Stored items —
————
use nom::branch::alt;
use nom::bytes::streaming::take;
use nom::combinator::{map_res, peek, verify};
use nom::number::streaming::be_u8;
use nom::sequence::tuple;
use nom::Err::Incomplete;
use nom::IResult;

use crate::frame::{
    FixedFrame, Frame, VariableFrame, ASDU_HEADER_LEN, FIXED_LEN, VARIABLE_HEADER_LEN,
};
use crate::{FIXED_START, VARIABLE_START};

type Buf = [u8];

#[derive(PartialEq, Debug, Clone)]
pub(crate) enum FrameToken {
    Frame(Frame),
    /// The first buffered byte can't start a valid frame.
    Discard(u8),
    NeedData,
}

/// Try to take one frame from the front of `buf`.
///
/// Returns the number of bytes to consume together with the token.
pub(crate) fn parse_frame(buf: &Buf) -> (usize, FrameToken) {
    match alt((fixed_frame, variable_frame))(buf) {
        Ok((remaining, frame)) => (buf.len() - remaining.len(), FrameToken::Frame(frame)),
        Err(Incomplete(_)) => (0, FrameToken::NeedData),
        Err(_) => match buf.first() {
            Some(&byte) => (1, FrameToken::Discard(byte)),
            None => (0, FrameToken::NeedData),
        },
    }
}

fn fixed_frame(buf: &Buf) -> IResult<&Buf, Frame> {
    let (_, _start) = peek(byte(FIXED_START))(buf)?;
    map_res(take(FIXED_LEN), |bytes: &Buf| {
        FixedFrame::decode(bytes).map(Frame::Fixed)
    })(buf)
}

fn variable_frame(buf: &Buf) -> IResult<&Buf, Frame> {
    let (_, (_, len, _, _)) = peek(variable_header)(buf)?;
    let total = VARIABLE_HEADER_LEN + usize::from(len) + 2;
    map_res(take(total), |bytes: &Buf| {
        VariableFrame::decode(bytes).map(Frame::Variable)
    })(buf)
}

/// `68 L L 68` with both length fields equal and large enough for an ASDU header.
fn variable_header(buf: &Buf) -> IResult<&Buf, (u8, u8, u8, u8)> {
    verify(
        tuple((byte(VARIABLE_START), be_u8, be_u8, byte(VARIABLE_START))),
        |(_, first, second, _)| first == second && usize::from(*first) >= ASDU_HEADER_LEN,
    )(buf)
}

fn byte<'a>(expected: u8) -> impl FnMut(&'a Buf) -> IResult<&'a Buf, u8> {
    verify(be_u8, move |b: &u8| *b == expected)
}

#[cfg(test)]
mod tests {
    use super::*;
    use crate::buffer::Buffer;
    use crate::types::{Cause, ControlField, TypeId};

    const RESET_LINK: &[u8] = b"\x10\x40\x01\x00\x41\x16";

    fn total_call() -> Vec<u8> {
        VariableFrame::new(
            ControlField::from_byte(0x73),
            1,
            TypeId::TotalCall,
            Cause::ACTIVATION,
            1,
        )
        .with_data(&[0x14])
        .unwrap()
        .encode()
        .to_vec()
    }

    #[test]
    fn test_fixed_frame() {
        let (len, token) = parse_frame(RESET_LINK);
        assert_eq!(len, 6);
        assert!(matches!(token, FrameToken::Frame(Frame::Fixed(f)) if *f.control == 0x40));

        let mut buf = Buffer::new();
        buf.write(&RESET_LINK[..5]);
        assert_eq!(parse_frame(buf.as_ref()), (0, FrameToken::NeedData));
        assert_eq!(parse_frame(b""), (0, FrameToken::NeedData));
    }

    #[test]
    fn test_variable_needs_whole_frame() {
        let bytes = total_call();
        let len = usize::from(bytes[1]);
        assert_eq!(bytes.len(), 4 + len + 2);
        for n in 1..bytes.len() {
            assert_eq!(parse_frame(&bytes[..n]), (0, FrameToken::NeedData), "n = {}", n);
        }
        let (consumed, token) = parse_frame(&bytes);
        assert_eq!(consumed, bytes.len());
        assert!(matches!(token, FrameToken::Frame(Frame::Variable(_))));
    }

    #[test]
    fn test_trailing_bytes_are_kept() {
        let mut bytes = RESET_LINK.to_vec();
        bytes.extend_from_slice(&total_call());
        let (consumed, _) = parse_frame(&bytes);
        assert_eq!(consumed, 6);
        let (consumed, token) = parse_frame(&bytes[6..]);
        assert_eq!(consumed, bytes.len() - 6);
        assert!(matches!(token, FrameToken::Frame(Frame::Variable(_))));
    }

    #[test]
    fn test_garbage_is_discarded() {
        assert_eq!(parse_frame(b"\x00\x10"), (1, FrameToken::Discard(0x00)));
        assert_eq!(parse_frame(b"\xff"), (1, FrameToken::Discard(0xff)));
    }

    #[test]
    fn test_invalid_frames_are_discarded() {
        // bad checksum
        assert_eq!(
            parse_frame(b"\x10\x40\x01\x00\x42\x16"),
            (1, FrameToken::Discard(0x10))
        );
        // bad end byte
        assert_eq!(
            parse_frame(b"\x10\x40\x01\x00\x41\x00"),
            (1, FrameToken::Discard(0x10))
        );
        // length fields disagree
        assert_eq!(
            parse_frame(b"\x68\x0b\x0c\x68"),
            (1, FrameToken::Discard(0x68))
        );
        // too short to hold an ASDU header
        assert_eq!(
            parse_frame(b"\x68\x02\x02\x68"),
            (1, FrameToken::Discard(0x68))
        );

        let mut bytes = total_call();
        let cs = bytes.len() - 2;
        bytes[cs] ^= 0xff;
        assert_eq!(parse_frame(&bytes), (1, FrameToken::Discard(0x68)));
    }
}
————
EXERCISE —
Every record should be repeated exactly; please leave none out.

WORKED SOLUTION —
use nom::branch::alt;
use nom::bytes::streaming::take;
use nom::combinator::{map_res, peek, verify};
use nom::number::streaming::be_u8;
use nom::sequence::tuple;
use nom::Err::Incomplete;
use nom::IResult;

use crate::frame::{
    FixedFrame, Frame, VariableFrame, ASDU_HEADER_LEN, FIXED_LEN, VARIABLE_HEADER_LEN,
};
use crate::{FIXED_START, VARIABLE_START};

type Buf = [u8];

#[derive(PartialEq, Debug, Clone)]
pub(crate) enum FrameToken {
    Frame(Frame),
    /// The first buffered byte can't start a valid frame.
    Discard(u8),
    NeedData,
}

/// Try to take one frame from the front of `buf`.
///
/// Returns the number of bytes to consume together with the token.
pub(crate) fn parse_frame(buf: &Buf) -> (usize, FrameToken) {
    match alt((fixed_frame, variable_frame))(buf) {
        Ok((remaining, frame)) => (buf.len() - remaining.len(), FrameToken::Frame(frame)),
        Err(Incomplete(_)) => (0, FrameToken::NeedData),
        Err(_) => match buf.first() {
            Some(&byte) => (1, FrameToken::Discard(byte)),
            None => (0, FrameToken::NeedData),
        },
    }
}

fn fixed_frame(buf: &Buf) -> IResult<&Buf, Frame> {
    let (_, _start) = peek(byte(FIXED_START))(buf)?;
    map_res(take(FIXED_LEN), |bytes: &Buf| {
        FixedFrame::decode(bytes).map(Frame::Fixed)
    })(buf)
}

fn variable_frame(buf: &Buf) -> IResult<&Buf, Frame> {
    let (_, (_, len, _, _)) = peek(variable_header)(buf)?;
    let total = VARIABLE_HEADER_LEN + usize::from(len) + 2;
    map_res(take(total), |bytes: &Buf| {
        VariableFrame::decode(bytes).map(Frame::Variable)
    })(buf)
}

/// `68 L L 68` with both length fields equal and large enough for an ASDU header.
fn variable_header(buf: &Buf) -> IResult<&Buf, (u8, u8, u8, u8)> {
    verify(
        tuple((byte(VARIABLE_START), be_u8, be_u8, byte(VARIABLE_START))),
        |(_, first, second, _)| first == second && usize::from(*first) >= ASDU_HEADER_LEN,
    )(buf)
}

fn byte<'a>(expected: u8) -> impl FnMut(&'a Buf) -> IResult<&'a Buf, u8> {
    verify(be_u8, move |b: &u8| *b == expected)
}

#[cfg(test)]
mod tests {
    use super::*;
    use crate::buffer::Buffer;
    use crate::types::{Cause, ControlField, TypeId};

    const RESET_LINK: &[u8] = b"\x10\x40\x01\x00\x41\x16";

    fn total_call() -> Vec<u8> {
        VariableFrame::new(
            ControlField::from_byte(0x73),
            1,
            TypeId::TotalCall,
            Cause::ACTIVATION,
            1,
        )
        .with_data(&[0x14])
        .unwrap()
        .encode()
        .to_vec()
    }

    #[test]
    fn test_fixed_frame() {
        let (len, token) = parse_frame(RESET_LINK);
        assert_eq!(len, 6);
        assert!(matches!(token, FrameToken::Frame(Frame::Fixed(f)) if *f.control == 0x40));

        let mut buf = Buffer::new();
        buf.write(&RESET_LINK[..5]);
        assert_eq!(parse_frame(buf.as_ref()), (0, FrameToken::NeedData));
        assert_eq!(parse_frame(b""), (0, FrameToken::NeedData));
    }

    #[test]
    fn test_variable_needs_whole_frame() {
        let bytes = total_call();
        let len = usize::from(bytes[1]);
        assert_eq!(bytes.len(), 4 + len + 2);
        for n in 1..bytes.len() {
            assert_eq!(parse_frame(&bytes[..n]), (0, FrameToken::NeedData), "n = {}", n);
        }
        let (consumed, token) = parse_frame(&bytes);
        assert_eq!(consumed, bytes.len());
        assert!(matches!(token, FrameToken::Frame(Frame::Variable(_))));
    }

    #[test]
    fn test_trailing_bytes_are_kept() {
        let mut bytes = RESET_LINK.to_vec();
        bytes.extend_from_slice(&total_call());
        let (consumed, _) = parse_frame(&bytes);
        assert_eq!(consumed, 6);
        let (consumed, token) = parse_frame(&bytes[6..]);
        assert_eq!(consumed, bytes.len() - 6);
        assert!(matches!(token, FrameToken::Frame(Frame::Variable(_))));
    }

    #[test]
    fn test_garbage_is_discarded() {
        assert_eq!(parse_frame(b"\x00\x10"), (1, FrameToken::Discard(0x00)));
        assert_eq!(parse_frame(b"\xff"), (1, FrameToken::Discard(0xff)));
    }

    #[test]
    fn test_invalid_frames_are_discarded() {
        // bad checksum
        assert_eq!(
            parse_frame(b"\x10\x40\x01\x00\x42\x16"),
            (1, FrameToken::Discard(0x10))
        );
        // bad end byte
        assert_eq!(
            parse_frame(b"\x10\x40\x01\x00\x41\x00"),
            (1, FrameToken::Discard(0x10))
        );
        // length fields disagree
        assert_eq!(
            parse_frame(b"\x68\x0b\x0c\x68"),
            (1, FrameToken::Discard(0x68))
        );
        // too short to hold an ASDU header
        assert_eq!(
            parse_frame(b"\x68\x02\x02\x68"),
            (1, FrameToken::Discard(0x68))
        );

        let mut bytes = total_call();
        let cs = bytes.len() - 2;
        bytes[cs] ^= 0xff;
        assert_eq!(parse_frame(&bytes), (1, FrameToken::Discard(0x68)));
    }
}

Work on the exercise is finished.